You might be able to figure out why for yourselves. His definition of personality requires that it be discussed, judged and applied in its own terms. Anyone who wishes to pursue another theory of personality is at liberty so to do, but one theory cannot be used as a yardstick for another. Likewise, the astrological picture of human nature, which at the same time implies a world view, demands to be evaluated in its own terms. Your insistent complaint is that it is not being evaluated, or indeed validated, in your terms, but it is not immediately obvious why your terms deserve the attention you claim for them.
Our human situation is like riding in a train with our back to the engine. We can see where we have been, and where we are, but the scenery ahead can only be conjectured. That is the way our minds are forced to work, yet you demand that astrological minds must work differently, and imagine that you are justified in dismissing everything that is after-the-event.
You point out that while memory is always retrospective "that does not mean it is accurate or valuable." Yet reasoning, on which you set such store, is as much an after-the-event process as memory, and even when it is directed to the future it depends on past data. If we could think futurity we should pass our days in prophetic visions. Like memory, reason it is not automatically "accurate or valuable", but we have to do the best with what we've got.
There cannot be any objection to astrologers revisiting and reassessing events, and it happens in science all the time. When you imply that nothing can be believed unless it is in advance of looking, you seem to be making a special case of astrology, and loading it with a handicap that applies nowhere else. Why don't you tell astronomers that you will only believe their crazy theory about rocks falling from the sky if they can predict a time and place where it will happen? Because once it has happened, it is disqualified. You will retort that the case is different because meteorites are accepted by science - but it was not always so. Again, it seems we cannot believe in supernovas because they are after-the-event, both in their reporting and their occurrence.
Would not astronomers reply: "What do you think we are, clairvoyants?"
Regarding astrology, after the event the correct scientific question is whether it was there to be seen, not whether any astrologer saw it. Useful subsidiary questions might be to determine what precisely was there to be seen (and conversely what was not), and if it was there to be seen why did astrologers fail to see it?
On the latter point, you seem to understand (in connection with BSE) that any set of events involves a whole raft of charts, incalculable in number.

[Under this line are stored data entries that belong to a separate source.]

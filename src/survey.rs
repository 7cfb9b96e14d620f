//! HiPS survey configuration and tile URL construction.

/// A HiPS image survey served under the standard
/// `Norder{order}/Dir{dir}/Npix{pixel}` layout.
#[derive(Debug, Clone, PartialEq, Eq)]
pub struct HipsSurvey {
    pub name: String,
    pub base_url: String,
    /// Tile file extension, e.g. `jpg` or `png`.
    pub format: String,
    /// Deepest order the survey publishes.
    pub max_order: u8,
}

impl HipsSurvey {
    /// DSS2 color: full-sky coverage, the proven default.
    pub fn dss2_color() -> Self {
        HipsSurvey {
            name: "DSS2 Color".to_string(),
            base_url: "http://alasky.u-strasbg.fr/DSS/DSSColor".to_string(),
            format: "jpg".to_string(),
            max_order: 11,
        }
    }

    /// Directory bucket for a pixel: servers shard tiles into
    /// directories of 10000.
    pub fn tile_dir(pixel: u64) -> u64 {
        (pixel / 10000) * 10000
    }

    /// Tile URL for `pixel` at `order`:
    /// `{base}/Norder{order}/Dir{dir}/Npix{pixel}.{format}`.
    pub fn tile_url(&self, pixel: u64, order: u8) -> String {
        format!(
            "{}/Norder{}/Dir{}/Npix{}.{}",
            self.base_url,
            order,
            Self::tile_dir(pixel),
            pixel,
            self.format
        )
    }
}

impl Default for HipsSurvey {
    fn default() -> Self {
        HipsSurvey::dss2_color()
    }
}

#[cfg(test)]
mod tests {
    use super::*;

    #[test]
    fn dir_buckets() {
        assert_eq!(HipsSurvey::tile_dir(0), 0);
        assert_eq!(HipsSurvey::tile_dir(9999), 0);
        assert_eq!(HipsSurvey::tile_dir(10000), 10000);
        assert_eq!(HipsSurvey::tile_dir(123456), 120000);
    }

    #[test]
    fn url_format() {
        let survey = HipsSurvey::dss2_color();
        assert_eq!(
            survey.tile_url(123456, 8),
            "http://alasky.u-strasbg.fr/DSS/DSSColor/Norder8/Dir120000/Npix123456.jpg"
        );
        assert_eq!(
            survey.tile_url(42, 6),
            "http://alasky.u-strasbg.fr/DSS/DSSColor/Norder6/Dir0/Npix42.jpg"
        );
    }

    #[test]
    fn custom_survey_url() {
        let survey = HipsSurvey {
            name: "test".to_string(),
            base_url: "https://example.org/hips".to_string(),
            format: "png".to_string(),
            max_order: 9,
        };
        assert_eq!(
            survey.tile_url(20000, 3),
            "https://example.org/hips/Norder3/Dir20000/Npix20000.png"
        );
    }
}
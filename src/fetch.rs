//! Tile retrieval: the fetcher seam, its error taxonomy, and local-cache
//! validation.
//!
//! The engine never assumes a particular transport — anything that turns
//! a URL into bytes implements [`TileFetcher`]. The default
//! implementation rides `reqwest::blocking` with a fixed per-request
//! timeout and no retries; retry policy belongs to the caller.

use std::fs::File;
use std::io::Read;
use std::path::Path;
use std::time::Duration;

use thiserror::Error;

/// Per-request timeout; a tile slower than this is treated as failed.
pub const FETCH_TIMEOUT: Duration = Duration::from_secs(15);

/// Smallest plausible tile file; anything shorter is a truncated or
/// error-page artifact.
pub const MIN_TILE_BYTES: u64 = 1024;

/// JPEG start-of-image signature.
pub const JPEG_MAGIC: [u8; 3] = [0xFF, 0xD8, 0xFF];

#[derive(Debug, Error)]
pub enum FetchError {
    #[error("network error: {0}")]
    Network(String),
    #[error("request timed out")]
    Timeout,
    #[error("HTTP status {0}")]
    Status(u16),
}

/// Turns a tile URL into raster bytes.
pub trait TileFetcher {
    fn fetch(&self, url: &str) -> Result<Vec<u8>, FetchError>;
}

/// Blocking HTTP fetcher with a fixed timeout.
pub struct HttpFetcher {
    client: reqwest::blocking::Client,
}

impl HttpFetcher {
    pub fn new() -> Result<Self, FetchError> {
        let client = reqwest::blocking::Client::builder()
            .user_agent(concat!("tessella/", env!("CARGO_PKG_VERSION")))
            .timeout(FETCH_TIMEOUT)
            .build()
            .map_err(|e| FetchError::Network(e.to_string()))?;
        Ok(HttpFetcher { client })
    }
}

impl TileFetcher for HttpFetcher {
    fn fetch(&self, url: &str) -> Result<Vec<u8>, FetchError> {
        let response = self.client.get(url).send().map_err(|e| {
            if e.is_timeout() {
                FetchError::Timeout
            } else {
                FetchError::Network(e.to_string())
            }
        })?;

        let status = response.status();
        if !status.is_success() {
            return Err(FetchError::Status(status.as_u16()));
        }

        let bytes = response.bytes().map_err(|e| {
            if e.is_timeout() {
                FetchError::Timeout
            } else {
                FetchError::Network(e.to_string())
            }
        })?;
        Ok(bytes.to_vec())
    }
}

/// Whether a local tile file can stand in for a fresh download:
/// it exists, is at least [`MIN_TILE_BYTES`], and starts with the JPEG
/// signature. Cheap structural checks in place of full validation.
pub fn is_cached_tile(path: &Path) -> bool {
    let Ok(meta) = path.metadata() else {
        return false;
    };
    if !meta.is_file() || meta.len() < MIN_TILE_BYTES {
        return false;
    }

    let Ok(mut file) = File::open(path) else {
        return false;
    };
    let mut header = [0u8; 3];
    if file.read_exact(&mut header).is_err() {
        return false;
    }
    header == JPEG_MAGIC
}

#[cfg(test)]
mod tests {
    use super::*;
    use std::fs;
    use std::path::PathBuf;

    fn temp_path(name: &str) -> PathBuf {
        let dir = std::env::temp_dir().join("tessella_fetch_tests");
        fs::create_dir_all(&dir).unwrap();
        dir.join(name)
    }

    #[test]
    fn missing_file_is_not_cached() {
        assert!(!is_cached_tile(Path::new("/nonexistent/tile.jpg")));
    }

    #[test]
    fn short_file_is_not_cached() {
        let path = temp_path("short.jpg");
        fs::write(&path, [0xFF, 0xD8, 0xFF, 0x00]).unwrap();
        assert!(!is_cached_tile(&path));
    }

    #[test]
    fn wrong_magic_is_not_cached() {
        let path = temp_path("not_jpeg.jpg");
        let mut data = vec![0x89, 0x50, 0x4E]; // PNG-ish start
        data.resize(2048, 0);
        fs::write(&path, &data).unwrap();
        assert!(!is_cached_tile(&path));
    }

    #[test]
    fn valid_jpeg_header_is_cached() {
        let path = temp_path("good.jpg");
        let mut data = JPEG_MAGIC.to_vec();
        data.resize(2048, 0);
        fs::write(&path, &data).unwrap();
        assert!(is_cached_tile(&path));
    }

    #[test]
    fn error_display() {
        assert_eq!(FetchError::Timeout.to_string(), "request timed out");
        assert_eq!(FetchError::Status(404).to_string(), "HTTP status 404");
        assert_eq!(
            FetchError::Network("refused".into()).to_string(),
            "network error: refused"
        );
    }
}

They indicate a hyperconnected reality. But whereas for you this means confusion, for me it means the possibility of confirmation. These charts are not in the alternative but together form a network of mutually interacting indicators, and the astrologer who is looking for concrete answers has to find where the charts are supporting each other, and telling the same story.
It is a difficult task, unless the context can be narrowed. Astrologers are expected to have eyes everywhere, but it is often the case that to find a burglar under the bed you have to look under the bed. The search can be delimited by focusing on an area of special interest. Thus a counter-terrorist agency could work through the charts solely to gauge the probability of such activity, because there are indeed times and places where the cosmos opens windows of opportunity to those with this intent.
That said, a wealth of detail can be unwrapped after the event that was not seen in advance, simply because it was not there to see. From the standpoint of physical events cosmic factors are indicative but not definitive. Casting around for metaphors, I can predict that in summer there will be more hours of sunshine than in winter, but I cannot tell you how many, or which locations will be sunnier than others. It is neverthelesss useful to know about the seasons. Again, if I set up a lamp on a dark night I shall trap flying insects, but I cannot tell you in advance how many and what kind. Nevertheless a lepidopterist would not dismiss the exercise merely because counting the night's catch came after the fact.
Here we find ourselves discussing yet another instance where you seek to apply to astrology criticisms that would be palpably absurd elsewhere.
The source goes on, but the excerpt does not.